Problem details
Filter the records below and copy every line containing the word "write".
........
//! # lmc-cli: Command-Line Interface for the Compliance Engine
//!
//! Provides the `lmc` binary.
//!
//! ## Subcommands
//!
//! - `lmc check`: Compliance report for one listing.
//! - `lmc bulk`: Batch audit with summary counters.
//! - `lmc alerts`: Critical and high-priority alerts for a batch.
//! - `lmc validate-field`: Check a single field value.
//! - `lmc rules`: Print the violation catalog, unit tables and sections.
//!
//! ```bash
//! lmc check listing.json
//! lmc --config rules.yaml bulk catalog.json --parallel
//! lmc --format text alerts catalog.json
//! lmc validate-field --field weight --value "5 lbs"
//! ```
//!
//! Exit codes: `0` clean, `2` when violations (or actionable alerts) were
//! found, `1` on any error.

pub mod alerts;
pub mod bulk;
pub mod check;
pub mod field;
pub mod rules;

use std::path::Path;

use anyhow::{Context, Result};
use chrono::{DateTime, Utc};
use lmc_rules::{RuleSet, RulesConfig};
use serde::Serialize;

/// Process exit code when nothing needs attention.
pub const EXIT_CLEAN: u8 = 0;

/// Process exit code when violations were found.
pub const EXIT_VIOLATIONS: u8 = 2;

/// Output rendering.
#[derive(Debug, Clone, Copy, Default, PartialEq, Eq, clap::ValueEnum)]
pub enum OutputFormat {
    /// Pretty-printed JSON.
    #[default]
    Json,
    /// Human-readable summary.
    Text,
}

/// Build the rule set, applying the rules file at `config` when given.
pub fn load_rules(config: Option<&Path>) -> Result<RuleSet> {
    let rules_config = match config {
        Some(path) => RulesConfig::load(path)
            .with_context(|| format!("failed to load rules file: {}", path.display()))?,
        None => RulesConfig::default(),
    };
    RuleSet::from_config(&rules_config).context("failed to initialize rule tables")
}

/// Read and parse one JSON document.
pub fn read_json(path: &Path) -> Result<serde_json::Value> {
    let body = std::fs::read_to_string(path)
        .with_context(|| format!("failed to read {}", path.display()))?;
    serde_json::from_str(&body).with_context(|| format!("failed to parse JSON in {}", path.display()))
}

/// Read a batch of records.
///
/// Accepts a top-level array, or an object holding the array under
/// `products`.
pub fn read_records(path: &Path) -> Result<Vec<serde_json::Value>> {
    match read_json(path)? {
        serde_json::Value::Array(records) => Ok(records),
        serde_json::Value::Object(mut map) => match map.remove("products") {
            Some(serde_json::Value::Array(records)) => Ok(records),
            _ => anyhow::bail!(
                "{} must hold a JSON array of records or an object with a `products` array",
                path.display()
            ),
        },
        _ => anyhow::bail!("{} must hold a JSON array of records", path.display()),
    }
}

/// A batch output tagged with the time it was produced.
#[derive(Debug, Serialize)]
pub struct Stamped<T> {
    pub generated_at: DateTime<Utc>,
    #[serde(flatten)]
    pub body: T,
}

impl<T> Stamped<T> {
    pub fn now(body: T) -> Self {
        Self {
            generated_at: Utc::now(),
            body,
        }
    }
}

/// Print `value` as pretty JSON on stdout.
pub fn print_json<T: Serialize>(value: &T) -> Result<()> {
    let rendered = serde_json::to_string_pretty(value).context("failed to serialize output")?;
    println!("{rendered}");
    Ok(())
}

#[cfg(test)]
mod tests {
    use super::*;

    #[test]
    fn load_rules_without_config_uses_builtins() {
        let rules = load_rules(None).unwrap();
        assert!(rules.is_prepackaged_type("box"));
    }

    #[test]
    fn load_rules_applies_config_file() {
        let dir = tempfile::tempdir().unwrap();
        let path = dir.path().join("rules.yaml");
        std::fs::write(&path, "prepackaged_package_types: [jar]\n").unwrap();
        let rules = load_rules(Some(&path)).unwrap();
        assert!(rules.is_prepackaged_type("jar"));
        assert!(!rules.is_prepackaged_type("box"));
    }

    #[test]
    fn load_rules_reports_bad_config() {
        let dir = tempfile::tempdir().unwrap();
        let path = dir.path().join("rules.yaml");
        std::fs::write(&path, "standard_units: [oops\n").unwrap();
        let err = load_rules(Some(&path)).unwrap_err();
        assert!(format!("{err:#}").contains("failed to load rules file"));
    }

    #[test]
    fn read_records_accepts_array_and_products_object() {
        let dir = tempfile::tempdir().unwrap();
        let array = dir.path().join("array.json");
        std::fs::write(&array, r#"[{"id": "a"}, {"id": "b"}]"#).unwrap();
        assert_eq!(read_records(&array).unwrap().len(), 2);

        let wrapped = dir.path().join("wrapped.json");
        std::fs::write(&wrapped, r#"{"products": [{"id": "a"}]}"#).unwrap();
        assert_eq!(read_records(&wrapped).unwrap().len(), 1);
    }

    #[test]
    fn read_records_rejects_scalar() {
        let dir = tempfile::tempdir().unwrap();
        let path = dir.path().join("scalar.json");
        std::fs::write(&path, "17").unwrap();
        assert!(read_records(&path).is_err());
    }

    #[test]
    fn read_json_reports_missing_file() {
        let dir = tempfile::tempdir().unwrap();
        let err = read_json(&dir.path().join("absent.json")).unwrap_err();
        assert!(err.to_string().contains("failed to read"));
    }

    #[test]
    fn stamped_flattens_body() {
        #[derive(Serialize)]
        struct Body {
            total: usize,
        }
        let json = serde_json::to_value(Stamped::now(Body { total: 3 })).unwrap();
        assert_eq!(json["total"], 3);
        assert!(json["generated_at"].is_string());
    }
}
........
Answer to the problem
        std::fs::write(&path, "prepackaged_package_types: [jar]\n").unwrap();
        std::fs::write(&path, "standard_units: [oops\n").unwrap();
        std::fs::write(&array, r#"[{"id": "a"}, {"id": "b"}]"#).unwrap();
        std::fs::write(&wrapped, r#"{"products": [{"id": "a"}]}"#).unwrap();
        std::fs::write(&path, "17").unwrap();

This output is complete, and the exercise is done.